それが民主主義の具現化というもので、政治を担う人達というのが、政府の機構と民間の組織の間を行ったり来たり出来る、という他の主権国家にはない機能を持っているからだと思う。
例えば、クリントン大統領というのは、不倫疑惑を抱えながらも、それが政治的疾患となって政治の行き詰まりとならないダイナミズムに富んでいる。
これが他の国、例えば日本であったとすれば、完全に政治生命を断たれ、政治家でありえないし、東南アジアであれば疑惑にさえならないし、共産主義国であれば疑惑そのものが存在せず大統領は常に安泰であるはずである。

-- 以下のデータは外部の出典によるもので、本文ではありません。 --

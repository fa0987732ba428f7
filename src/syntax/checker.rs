//! Recursive-descent grammar checker
//!
//! Accepts exactly the strings of the language grammar:
//!
//! ```text
//! program      := ALGORITMO STRING [varblock] INICIO {statement} FIMALGORITMO
//! varblock     := VAR {ID {COMMA ID} COLON TIPO}
//! statement    := assignment | write_cmd | read_cmd | if_cmd | for_cmd
//! assignment   := ID ATR arith_expr
//! write_cmd    := ESCREVA PARAB (ID | NUMINT | STRING) PARFE
//! read_cmd     := LEIA PARAB ID PARFE
//! if_cmd       := SE logic_expr ENTAO {statement} [SENAO {statement}] FIMSE
//! for_cmd      := PARA ID ATE NUMINT [PASSO NUMINT] {statement} FIMPARA
//! arith_expr   := arith_term {(OPMAIS|OPMENOS|OPMULTI|OPDIVI) arith_term}
//! arith_term   := ID | NUMINT | PARAB arith_expr PARFE
//! logic_expr   := logic_cmp {(E|OU) logic_cmp}
//! logic_cmp    := NAO logic_cmp
//!               | PARAB logic_expr PARFE
//!               | logic_operand relop logic_operand
//! logic_operand:= ID | NUMINT | STRING | PARAB logic_expr PARFE
//! ```
//!
//! Both expression grammars are flat and left-associative: `+ - * /`
//! share one level, as do `E` and `OU`. Every alternative is selected by
//! one-token lookahead. The checker stops at the first mismatch; no
//! recovery or resynchronization is attempted.

use crate::scanner::token::{SourceLine, Token, TokenKind, EOF_TOKEN};
use thiserror::Error;

/// Grammar error: the token sequence left the language at the cursor.
///
/// Every variant carries the offending lexeme and its source line so the
/// diagnostic points at the actual unexpected token.
#[derive(Debug, Clone, PartialEq, Eq, Error)]
pub enum SyntaxError {
    #[error("grammar error: expected {expected}, got '{found}' at line {line}")]
    Expected {
        expected: &'static str,
        found: String,
        line: SourceLine,
    },

    #[error("grammar error: expected identifier or value in expression, got '{found}' at line {line}")]
    ExpectedOperand {
        found: String,
        line: SourceLine,
    },

    #[error("grammar error: expected comparison operator, got '{found}' at line {line}")]
    ExpectedComparison {
        found: String,
        line: SourceLine,
    },

    #[error("grammar error: unexpected start of statement '{found}' at line {line}")]
    UnexpectedStatement {
        found: String,
        line: SourceLine,
    },

    #[error("grammar error: unexpected trailing code '{found}' at line {line}")]
    TrailingCode {
        found: String,
        line: SourceLine,
    },
}

const RELATIONAL: [TokenKind; 6] = [
    TokenKind::LogIgual,
    TokenKind::LogDiff,
    TokenKind::LogMenor,
    TokenKind::LogMenorIgual,
    TokenKind::LogMaior,
    TokenKind::LogMaiorIgual,
];

const ARITHMETIC: [TokenKind; 4] = [
    TokenKind::OpMais,
    TokenKind::OpMenos,
    TokenKind::OpMulti,
    TokenKind::OpDivi,
];

/// Recursive descent acceptor over a borrowed token sequence.
///
/// Holds its own cursor; the sequence itself is never mutated. Each
/// grammar rule either advances past the tokens it consumes or fails
/// without advancing past the offending token.
pub struct SyntaxChecker<'a> {
    tokens: &'a [Token],
    position: usize,
}

impl<'a> SyntaxChecker<'a> {
    pub fn new(tokens: &'a [Token]) -> Self {
        Self {
            tokens,
            position: 0,
        }
    }

    /// Check the entire token sequence against the grammar.
    ///
    /// Succeeds silently; any leftover tokens after the trailing
    /// `fimalgoritmo` are a fatal error.
    pub fn parse(&mut self) -> Result<(), SyntaxError> {
        self.expect(TokenKind::Algoritmo)?;
        self.expect(TokenKind::Str(String::new()))?;

        if self.check(&TokenKind::Var) {
            self.variable_block()?;
        }

        self.expect(TokenKind::Inicio)?;

        while !self.check(&TokenKind::FimAlgoritmo) && !self.at_end() {
            self.statement()?;
        }

        self.expect(TokenKind::FimAlgoritmo)?;

        if !self.at_end() {
            let token = self.peek();
            return Err(SyntaxError::TrailingCode {
                found: token.kind.lexeme().to_string(),
                line: token.line,
            });
        }

        Ok(())
    }

    /// varblock := VAR {ID {COMMA ID} COLON TIPO}
    fn variable_block(&mut self) -> Result<(), SyntaxError> {
        self.expect(TokenKind::Var)?;

        while self.check(&TokenKind::Id(String::new())) {
            self.advance();

            while self.check(&TokenKind::Comma) {
                self.advance();
                self.expect(TokenKind::Id(String::new()))?;
            }

            self.expect(TokenKind::Colon)?;
            self.expect(TokenKind::Tipo)?;
        }

        Ok(())
    }

    /// Dispatch on the statement-starting token. Anything unrecognized is
    /// a fatal error, never treated as the end of a block.
    fn statement(&mut self) -> Result<(), SyntaxError> {
        match &self.peek().kind {
            TokenKind::Id(_) => self.assignment(),
            TokenKind::Escreva => self.write_command(),
            TokenKind::Leia => self.read_command(),
            TokenKind::Se => self.if_command(),
            TokenKind::Para => self.for_command(),
            _ => {
                let token = self.peek();
                Err(SyntaxError::UnexpectedStatement {
                    found: token.kind.lexeme().to_string(),
                    line: token.line,
                })
            }
        }
    }

    /// assignment := ID ATR arith_expr
    fn assignment(&mut self) -> Result<(), SyntaxError> {
        self.expect(TokenKind::Id(String::new()))?;
        self.expect(TokenKind::Atr)?;
        self.arith_expression()
    }

    /// write_cmd := ESCREVA PARAB (ID | NUMINT | STRING) PARFE
    fn write_command(&mut self) -> Result<(), SyntaxError> {
        self.expect(TokenKind::Escreva)?;
        self.expect(TokenKind::ParAb)?;

        match &self.peek().kind {
            TokenKind::Id(_) | TokenKind::NumInt(_) | TokenKind::Str(_) => {
                self.advance();
            }
            _ => {
                let token = self.peek();
                return Err(SyntaxError::ExpectedOperand {
                    found: token.kind.lexeme().to_string(),
                    line: token.line,
                });
            }
        }

        self.expect(TokenKind::ParFe)
    }

    /// read_cmd := LEIA PARAB ID PARFE
    fn read_command(&mut self) -> Result<(), SyntaxError> {
        self.expect(TokenKind::Leia)?;
        self.expect(TokenKind::ParAb)?;
        self.expect(TokenKind::Id(String::new()))?;
        self.expect(TokenKind::ParFe)
    }

    /// if_cmd := SE logic_expr ENTAO {statement} [SENAO {statement}] FIMSE
    fn if_command(&mut self) -> Result<(), SyntaxError> {
        self.expect(TokenKind::Se)?;
        self.logic_expression()?;
        self.expect(TokenKind::Entao)?;

        while !self.check(&TokenKind::Senao)
            && !self.check(&TokenKind::FimSe)
            && !self.at_end()
        {
            self.statement()?;
        }

        if self.check(&TokenKind::Senao) {
            self.advance();
            while !self.check(&TokenKind::FimSe) && !self.at_end() {
                self.statement()?;
            }
        }

        self.expect(TokenKind::FimSe)
    }

    /// for_cmd := PARA ID ATE NUMINT [PASSO NUMINT] {statement} FIMPARA
    fn for_command(&mut self) -> Result<(), SyntaxError> {
        self.expect(TokenKind::Para)?;
        self.expect(TokenKind::Id(String::new()))?;
        self.expect(TokenKind::Ate)?;
        self.expect(TokenKind::NumInt(String::new()))?;

        if self.check(&TokenKind::Passo) {
            self.advance();
            self.expect(TokenKind::NumInt(String::new()))?;
        }

        while !self.check(&TokenKind::FimPara) && !self.at_end() {
            self.statement()?;
        }

        self.expect(TokenKind::FimPara)
    }

    /// arith_expr := arith_term {(OPMAIS|OPMENOS|OPMULTI|OPDIVI) arith_term}
    fn arith_expression(&mut self) -> Result<(), SyntaxError> {
        self.arith_term()?;

        while self.check_any(&ARITHMETIC) {
            self.advance();
            self.arith_term()?;
        }

        Ok(())
    }

    /// arith_term := ID | NUMINT | PARAB arith_expr PARFE
    fn arith_term(&mut self) -> Result<(), SyntaxError> {
        match &self.peek().kind {
            TokenKind::Id(_) | TokenKind::NumInt(_) => {
                self.advance();
                Ok(())
            }
            TokenKind::ParAb => {
                self.advance();
                self.arith_expression()?;
                self.expect(TokenKind::ParFe)
            }
            _ => {
                let token = self.peek();
                Err(SyntaxError::ExpectedOperand {
                    found: token.kind.lexeme().to_string(),
                    line: token.line,
                })
            }
        }
    }

    /// logic_expr := logic_cmp {(E|OU) logic_cmp}
    fn logic_expression(&mut self) -> Result<(), SyntaxError> {
        self.logic_comparison()?;

        while self.check(&TokenKind::E) || self.check(&TokenKind::Ou) {
            self.advance();
            self.logic_comparison()?;
        }

        Ok(())
    }

    /// logic_cmp := NAO logic_cmp
    ///            | PARAB logic_expr PARFE
    ///            | logic_operand relop logic_operand
    fn logic_comparison(&mut self) -> Result<(), SyntaxError> {
        if self.check(&TokenKind::Nao) {
            self.advance();
            return self.logic_comparison();
        }

        if self.check(&TokenKind::ParAb) {
            self.advance();
            self.logic_expression()?;
            return self.expect(TokenKind::ParFe);
        }

        self.logic_operand()?;

        if self.check_any(&RELATIONAL) {
            self.advance();
        } else {
            let token = self.peek();
            return Err(SyntaxError::ExpectedComparison {
                found: token.kind.lexeme().to_string(),
                line: token.line,
            });
        }

        self.logic_operand()
    }

    /// logic_operand := ID | NUMINT | STRING | PARAB logic_expr PARFE
    fn logic_operand(&mut self) -> Result<(), SyntaxError> {
        match &self.peek().kind {
            TokenKind::Id(_) | TokenKind::NumInt(_) | TokenKind::Str(_) => {
                self.advance();
                Ok(())
            }
            TokenKind::ParAb => {
                self.advance();
                self.logic_expression()?;
                self.expect(TokenKind::ParFe)
            }
            _ => {
                let token = self.peek();
                Err(SyntaxError::ExpectedOperand {
                    found: token.kind.lexeme().to_string(),
                    line: token.line,
                })
            }
        }
    }

    // ===== Cursor primitives =====

    /// Token at the cursor; reading past the end yields the synthetic
    /// end-of-input token.
    fn peek(&self) -> &Token {
        self.tokens.get(self.position).unwrap_or(&EOF_TOKEN)
    }

    /// Non-consuming lookahead by category.
    fn check(&self, kind: &TokenKind) -> bool {
        self.peek().is(kind)
    }

    /// Non-consuming lookahead against a set of categories.
    fn check_any(&self, kinds: &[TokenKind]) -> bool {
        kinds.iter().any(|kind| self.check(kind))
    }

    fn advance(&mut self) {
        self.position += 1;
    }

    fn at_end(&self) -> bool {
        self.peek().is_eof()
    }

    /// Consume one token of the given category or fail, leaving the
    /// cursor on the offending token.
    fn expect(&mut self, expected: TokenKind) -> Result<(), SyntaxError> {
        if self.check(&expected) {
            self.advance();
            Ok(())
        } else {
            let token = self.peek();
            Err(SyntaxError::Expected {
                expected: expected.category(),
                found: token.kind.lexeme().to_string(),
                line: token.line,
            })
        }
    }
}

クリントンの不倫というのは、ある意味で真実であったに違いないが、それが政治とか行政とは別の次元のことで、全く個人的なレベルのことである、という常識が常識として通用しているからこそ、クリントン大統領は任期を全うしえたのである。
日本ならば、内閣総理大臣の浮気が公になれば、当然その人はその地位と権力に値しない、ということですぐに更迭である。
そこには人としての個人の行為と、公の職務ということのきちんとした峻別が無いわけで、その区別を故意に無視する傾向がある。
浮気は「公人としてあるまじき行為である」とする偽善が優先してしまうわけである。
浮気の虫というのは誰にでも取りつき、政治家といえども甲斐性のある人ならば密かに願望しているに違いないし、それが人間の「性」でもある、ということをお互いに理性では知っていても、それを政治的な道具として利用し、相手の足を引っ張るという事になるわけである。
常識を常識として素直に認識するという事こそ、モラルの遵守なわけであるが、日本の政治の場合、常識というものの幅を非常に大きく拡大解釈することによって、常識を枠を超えて偽善に摩り替わってしまっている。
つまり組織の中で常識が常識として通用せず、偽善が罷り通るような状況になってしまうため、モラルが権威を失い、モラル・ハザードがおきるわけである。
日本社会の高級官僚、優秀な民間企業の経営者達にとって、彼らの生息する環境というのは、すでに常識が常識として通用していない社会に生きているわけで、それは日本の一般社会と懸け離れた隔離された別の社会にあったわけである。
この一般と懸け離れた別の社会の存在ということこそ、その属する社会が組織崩壊しているという証拠である。